Ma l’interessato ha la possibilità di chiedere all’INPS la “neutralizzazione” dei periodi con stipendi ridotti: in tal modo salva la misura media delle paghe pensionabili. La domanda viene accettata dagli uffici in quanto la giurisprudenza ha chiarito che le contribuzioni successive alla maturazione del diritto a pensione (20 anni di versamenti) non devono comportare un detrimento della misura della rendita. E se lo fanno gli interessati possono eliminarle.
A questo punto sono opportuni alcuni chiarimenti. In primo luogo l’operazione non è ammessa per i periodi in cui viene applicato il metodo di calcolo contributivo. In secondo luogo la neutralizzazione ha il suo rovescio negativo: i periodi tolti dalla determinazione della retribuzione pensionabile vengono automaticamente tolti dagli anni contributivi.

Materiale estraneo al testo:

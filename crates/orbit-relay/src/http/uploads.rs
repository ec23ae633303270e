//! `/uploads/new`, `/uploads/:token`, `/u/:token` (§6): mint a single-use
//! upload token, `PUT` the body under it, then serve it back by token
//! until it expires or is pruned.

use axum::body::Bytes;
use axum::extract::{Path, State};
use axum::http::{header, HeaderMap};
use axum::response::{IntoResponse, Response};
use axum::Json;
use serde::{Deserialize, Serialize};

use crate::error::RelayError;
use crate::http::{bearer_token, rate_limit_key, require_any_scope};
use crate::state::RelayState;
use crate::upload_store::UploadRecord;

#[derive(Deserialize)]
#[serde(rename_all = "camelCase")]
pub struct NewUploadRequest {
    mime: String,
}

#[derive(Serialize)]
#[serde(rename_all = "camelCase")]
struct NewUploadResponse {
    token: String,
    upload_url: String,
    expires_at: chrono::DateTime<chrono::Utc>,
}

/// `POST /uploads/new`: mint a single-use upload token and reserve a spot
/// for its file, rate-limited per §4.8.
pub async fn new_upload(
    State(state): State<RelayState>,
    headers: HeaderMap,
    Json(body): Json<NewUploadRequest>,
) -> Result<Json<NewUploadResponse>, RelayError> {
    require_any_scope(&state, &headers).await?;

    let token = bearer_token(&headers);
    let key = rate_limit_key(&headers, token);
    if let Err(orbit_auth::AuthError::RateLimited { retry_after }) =
        state.auth().check_rate_limit("uploads/new", &key, state.config().rate_limits.uploads_new.to_config())
    {
        state.counters().inc_rate_limited();
        return Err(RelayError::RateLimited { retry_after_secs: retry_after.as_secs() });
    }

    let raw = state.auth().mint_upload_token().await?;
    let hash = orbit_auth::hash_token(&raw);
    let now = chrono::Utc::now();
    let expires_at = now + chrono::Duration::days(state.config().uploads.retention_days);

    let record = UploadRecord {
        local_path: std::path::PathBuf::from(format!("{}/{}", &hash[..2], &hash[2..])),
        mime: body.mime,
        bytes: None,
        created_at: now,
        expires_at,
    };
    state.uploads().insert(&hash, record).await?;

    Ok(Json(NewUploadResponse { upload_url: format!("/uploads/{raw}"), token: raw, expires_at }))
}

/// `PUT /uploads/:token`: upload the body under a previously-minted
/// token. The `Content-Type` header must match what was declared at mint
/// time; the token is consumed (single-use) whether or not the body
/// ultimately validates.
pub async fn upload_body(
    State(state): State<RelayState>,
    headers: HeaderMap,
    Path(token): Path<String>,
    body: Bytes,
) -> Result<Json<serde_json::Value>, RelayError> {
    require_any_scope(&state, &headers).await?;

    match state.auth().consume_upload_token(&token).await {
        Ok(()) => {}
        Err(orbit_auth::AuthError::UnknownUploadToken) => return Err(RelayError::UnknownToken),
        Err(other) => return Err(other.into()),
    }

    let hash = orbit_auth::hash_token(&token);
    let record = state.uploads().get(&hash).await?.ok_or(RelayError::UnknownToken)?;

    let content_type = headers.get(header::CONTENT_TYPE).and_then(|v| v.to_str().ok()).unwrap_or_default();
    if content_type != record.mime {
        return Err(RelayError::BadRequest(format!("content-type {content_type} does not match declared {}", record.mime)));
    }

    let path = state.config().uploads.upload_dir.join(&record.local_path);
    if let Some(parent) = path.parent() {
        tokio::fs::create_dir_all(parent).await?;
    }
    tokio::fs::write(&path, &body).await?;
    state.uploads().mark_uploaded(&hash, body.len() as u64).await?;

    Ok(Json(serde_json::json!({"uploaded": true, "bytes": body.len()})))
}

/// `GET /u/:token`: the capability URL. Unauthenticated by design —
/// possession of the (unguessable) token is the credential (§6 glossary).
pub async fn serve_upload(State(state): State<RelayState>, Path(token): Path<String>) -> Result<Response, RelayError> {
    let hash = orbit_auth::hash_token(&token);
    let record = state.uploads().get(&hash).await?.ok_or(RelayError::UnknownToken)?;

    if record.expires_at < chrono::Utc::now() || record.bytes.is_none() {
        return Err(RelayError::UnknownToken);
    }

    let path = state.config().uploads.upload_dir.join(&record.local_path);
    let bytes = tokio::fs::read(&path).await.map_err(|_| RelayError::UnknownToken)?;

    Ok(([(header::CONTENT_TYPE, record.mime.clone())], bytes).into_response())
}

/// Delete every upload record (and its backing file) whose `expiresAt`
/// has passed. Called from `POST /admin/repair`'s `pruneUploads` action
/// and from the periodic prune sweep `orbit-server` drives.
///
/// # Errors
///
/// Returns an error if the on-disk metadata side-table cannot be read.
pub async fn prune_expired(state: &RelayState) -> Result<u64, RelayError> {
    let expired = state.uploads().expired_before(chrono::Utc::now()).await?;
    let mut removed = 0u64;
    for (hash, record) in expired {
        let path = state.config().uploads.upload_dir.join(&record.local_path);
        match tokio::fs::remove_file(&path).await {
            Ok(()) => {}
            Err(err) if err.kind() == std::io::ErrorKind::NotFound => {}
            Err(err) => return Err(RelayError::Io(err)),
        }
        state.uploads().remove(&hash).await?;
        removed += 1;
    }
    Ok(removed)
}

Esempio riferito a lavoratore con 38 anni di contributi: se neutralizza 3 anni di stipendi ridotti, fa scendere l’anzianità a 35 anni. E su questi 35 anni avrà la pensione.
Di recente la Corte di cassazione ha precisato che la sterilizzazione dei contributi minori non è ammessa nel caso in cui dai superstiti viene chiesta la pensione indiretta per la morte di un familiare non ancora pensionato.